## [Listed entries]

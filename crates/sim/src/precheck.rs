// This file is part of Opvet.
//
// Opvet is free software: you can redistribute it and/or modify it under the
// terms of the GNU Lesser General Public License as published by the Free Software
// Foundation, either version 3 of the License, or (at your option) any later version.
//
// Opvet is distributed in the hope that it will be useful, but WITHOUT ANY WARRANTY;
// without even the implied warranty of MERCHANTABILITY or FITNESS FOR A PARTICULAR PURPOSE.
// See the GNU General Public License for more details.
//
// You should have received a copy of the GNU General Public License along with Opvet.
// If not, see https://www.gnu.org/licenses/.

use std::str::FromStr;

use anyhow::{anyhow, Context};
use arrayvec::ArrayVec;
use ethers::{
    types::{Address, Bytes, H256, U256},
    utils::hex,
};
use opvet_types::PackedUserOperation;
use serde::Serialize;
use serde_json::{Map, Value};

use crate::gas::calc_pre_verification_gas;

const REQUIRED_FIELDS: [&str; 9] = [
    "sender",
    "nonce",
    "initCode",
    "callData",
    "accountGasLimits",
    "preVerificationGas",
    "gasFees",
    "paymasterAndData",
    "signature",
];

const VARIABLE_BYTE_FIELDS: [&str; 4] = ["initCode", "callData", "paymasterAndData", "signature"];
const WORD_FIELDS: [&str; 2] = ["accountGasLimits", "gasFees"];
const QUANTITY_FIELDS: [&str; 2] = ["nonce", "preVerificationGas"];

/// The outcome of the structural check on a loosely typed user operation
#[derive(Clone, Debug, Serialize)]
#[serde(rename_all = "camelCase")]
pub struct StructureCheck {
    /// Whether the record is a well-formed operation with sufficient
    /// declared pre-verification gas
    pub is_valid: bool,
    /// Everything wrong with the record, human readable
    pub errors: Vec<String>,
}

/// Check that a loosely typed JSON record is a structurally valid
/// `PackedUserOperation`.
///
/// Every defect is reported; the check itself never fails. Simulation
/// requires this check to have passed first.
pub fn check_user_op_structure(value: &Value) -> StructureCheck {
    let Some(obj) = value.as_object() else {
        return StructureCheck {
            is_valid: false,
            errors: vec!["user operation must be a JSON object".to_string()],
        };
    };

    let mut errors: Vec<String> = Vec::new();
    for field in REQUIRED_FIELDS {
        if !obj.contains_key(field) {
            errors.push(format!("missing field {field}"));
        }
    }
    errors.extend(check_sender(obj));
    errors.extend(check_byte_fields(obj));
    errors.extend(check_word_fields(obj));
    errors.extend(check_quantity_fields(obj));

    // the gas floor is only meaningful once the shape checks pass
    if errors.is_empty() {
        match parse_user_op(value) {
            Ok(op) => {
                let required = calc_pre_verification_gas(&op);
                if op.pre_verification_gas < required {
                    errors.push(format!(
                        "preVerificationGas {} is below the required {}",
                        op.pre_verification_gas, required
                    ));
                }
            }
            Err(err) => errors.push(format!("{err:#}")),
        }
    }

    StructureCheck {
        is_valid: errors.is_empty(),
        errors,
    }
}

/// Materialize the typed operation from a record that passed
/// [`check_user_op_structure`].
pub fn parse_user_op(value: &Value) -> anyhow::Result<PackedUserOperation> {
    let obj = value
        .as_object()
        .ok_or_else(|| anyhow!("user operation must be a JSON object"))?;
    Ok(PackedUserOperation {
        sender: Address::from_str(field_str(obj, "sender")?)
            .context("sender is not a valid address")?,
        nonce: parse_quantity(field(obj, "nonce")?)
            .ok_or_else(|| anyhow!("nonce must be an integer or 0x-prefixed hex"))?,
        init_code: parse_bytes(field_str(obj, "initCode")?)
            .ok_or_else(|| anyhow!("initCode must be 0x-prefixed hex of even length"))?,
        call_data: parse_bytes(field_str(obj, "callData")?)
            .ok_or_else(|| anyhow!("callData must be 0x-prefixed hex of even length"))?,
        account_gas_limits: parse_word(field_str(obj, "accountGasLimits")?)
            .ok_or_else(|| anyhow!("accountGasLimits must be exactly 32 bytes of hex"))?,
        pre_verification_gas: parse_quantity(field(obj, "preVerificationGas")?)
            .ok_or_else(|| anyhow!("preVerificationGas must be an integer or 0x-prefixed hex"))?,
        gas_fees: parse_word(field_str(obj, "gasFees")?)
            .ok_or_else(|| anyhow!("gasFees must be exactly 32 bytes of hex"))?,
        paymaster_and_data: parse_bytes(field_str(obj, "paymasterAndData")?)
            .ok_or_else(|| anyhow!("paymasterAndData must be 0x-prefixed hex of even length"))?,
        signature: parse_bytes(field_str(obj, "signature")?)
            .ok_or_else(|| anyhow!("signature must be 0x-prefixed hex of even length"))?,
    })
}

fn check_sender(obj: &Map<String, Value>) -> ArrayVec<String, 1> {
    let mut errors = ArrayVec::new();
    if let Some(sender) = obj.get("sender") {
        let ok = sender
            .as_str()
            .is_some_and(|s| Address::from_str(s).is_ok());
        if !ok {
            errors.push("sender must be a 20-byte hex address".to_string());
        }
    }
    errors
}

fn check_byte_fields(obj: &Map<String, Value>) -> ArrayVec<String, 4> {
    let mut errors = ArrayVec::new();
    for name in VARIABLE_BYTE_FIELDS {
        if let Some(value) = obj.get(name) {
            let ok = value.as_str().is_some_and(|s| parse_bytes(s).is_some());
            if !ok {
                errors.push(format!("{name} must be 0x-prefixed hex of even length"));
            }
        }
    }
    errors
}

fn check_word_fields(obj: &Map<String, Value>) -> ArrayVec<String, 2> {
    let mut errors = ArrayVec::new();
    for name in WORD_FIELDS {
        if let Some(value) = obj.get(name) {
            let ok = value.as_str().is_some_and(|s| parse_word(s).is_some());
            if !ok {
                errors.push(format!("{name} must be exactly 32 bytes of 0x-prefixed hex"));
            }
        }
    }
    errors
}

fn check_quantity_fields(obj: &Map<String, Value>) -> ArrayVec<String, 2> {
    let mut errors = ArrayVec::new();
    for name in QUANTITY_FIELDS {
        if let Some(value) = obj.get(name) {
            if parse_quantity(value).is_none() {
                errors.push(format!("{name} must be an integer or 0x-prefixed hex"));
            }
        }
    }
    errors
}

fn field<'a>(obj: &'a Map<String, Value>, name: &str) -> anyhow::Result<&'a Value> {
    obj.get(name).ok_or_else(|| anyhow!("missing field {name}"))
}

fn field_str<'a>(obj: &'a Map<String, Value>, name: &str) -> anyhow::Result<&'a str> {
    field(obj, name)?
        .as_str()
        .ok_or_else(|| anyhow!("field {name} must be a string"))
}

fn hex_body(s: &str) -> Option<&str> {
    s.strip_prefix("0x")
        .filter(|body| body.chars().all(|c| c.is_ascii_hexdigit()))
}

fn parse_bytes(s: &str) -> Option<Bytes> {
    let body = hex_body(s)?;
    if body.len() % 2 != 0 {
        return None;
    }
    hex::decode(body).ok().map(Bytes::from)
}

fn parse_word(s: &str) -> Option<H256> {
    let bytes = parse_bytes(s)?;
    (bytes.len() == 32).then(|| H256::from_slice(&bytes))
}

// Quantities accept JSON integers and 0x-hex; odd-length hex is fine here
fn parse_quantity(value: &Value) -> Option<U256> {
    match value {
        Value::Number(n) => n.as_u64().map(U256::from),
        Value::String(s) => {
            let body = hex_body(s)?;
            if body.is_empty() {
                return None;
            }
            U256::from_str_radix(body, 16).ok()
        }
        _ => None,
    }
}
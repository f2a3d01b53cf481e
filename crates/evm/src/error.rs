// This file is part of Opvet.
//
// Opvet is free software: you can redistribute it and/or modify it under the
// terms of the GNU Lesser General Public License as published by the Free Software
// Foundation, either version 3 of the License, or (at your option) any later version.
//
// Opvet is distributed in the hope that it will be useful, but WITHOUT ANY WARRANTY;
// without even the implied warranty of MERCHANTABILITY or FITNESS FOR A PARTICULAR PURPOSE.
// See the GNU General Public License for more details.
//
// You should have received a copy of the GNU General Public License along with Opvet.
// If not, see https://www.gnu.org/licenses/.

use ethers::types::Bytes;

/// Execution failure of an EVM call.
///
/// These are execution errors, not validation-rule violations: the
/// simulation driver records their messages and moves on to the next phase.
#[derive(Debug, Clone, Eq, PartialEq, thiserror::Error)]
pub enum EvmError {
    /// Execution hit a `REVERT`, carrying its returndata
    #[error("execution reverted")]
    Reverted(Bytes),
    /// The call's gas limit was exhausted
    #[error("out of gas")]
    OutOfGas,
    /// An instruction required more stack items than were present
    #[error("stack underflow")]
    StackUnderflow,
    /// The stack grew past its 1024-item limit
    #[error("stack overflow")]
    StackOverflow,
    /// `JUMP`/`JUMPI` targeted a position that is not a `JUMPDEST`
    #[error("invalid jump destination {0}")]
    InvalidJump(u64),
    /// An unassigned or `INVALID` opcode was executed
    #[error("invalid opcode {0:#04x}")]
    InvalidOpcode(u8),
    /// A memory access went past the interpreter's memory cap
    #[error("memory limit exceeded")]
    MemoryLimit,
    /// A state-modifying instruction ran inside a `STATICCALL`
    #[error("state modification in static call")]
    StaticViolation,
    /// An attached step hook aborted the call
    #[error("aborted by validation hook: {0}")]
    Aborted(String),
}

## [Problem requirements]
Scan the entries above and show each line that contains the word "Debug".

## [Answer to this exercise]
#[derive(Clone, Debug, Serialize)]
#[derive(Debug, Clone, Eq, PartialEq, thiserror::Error)]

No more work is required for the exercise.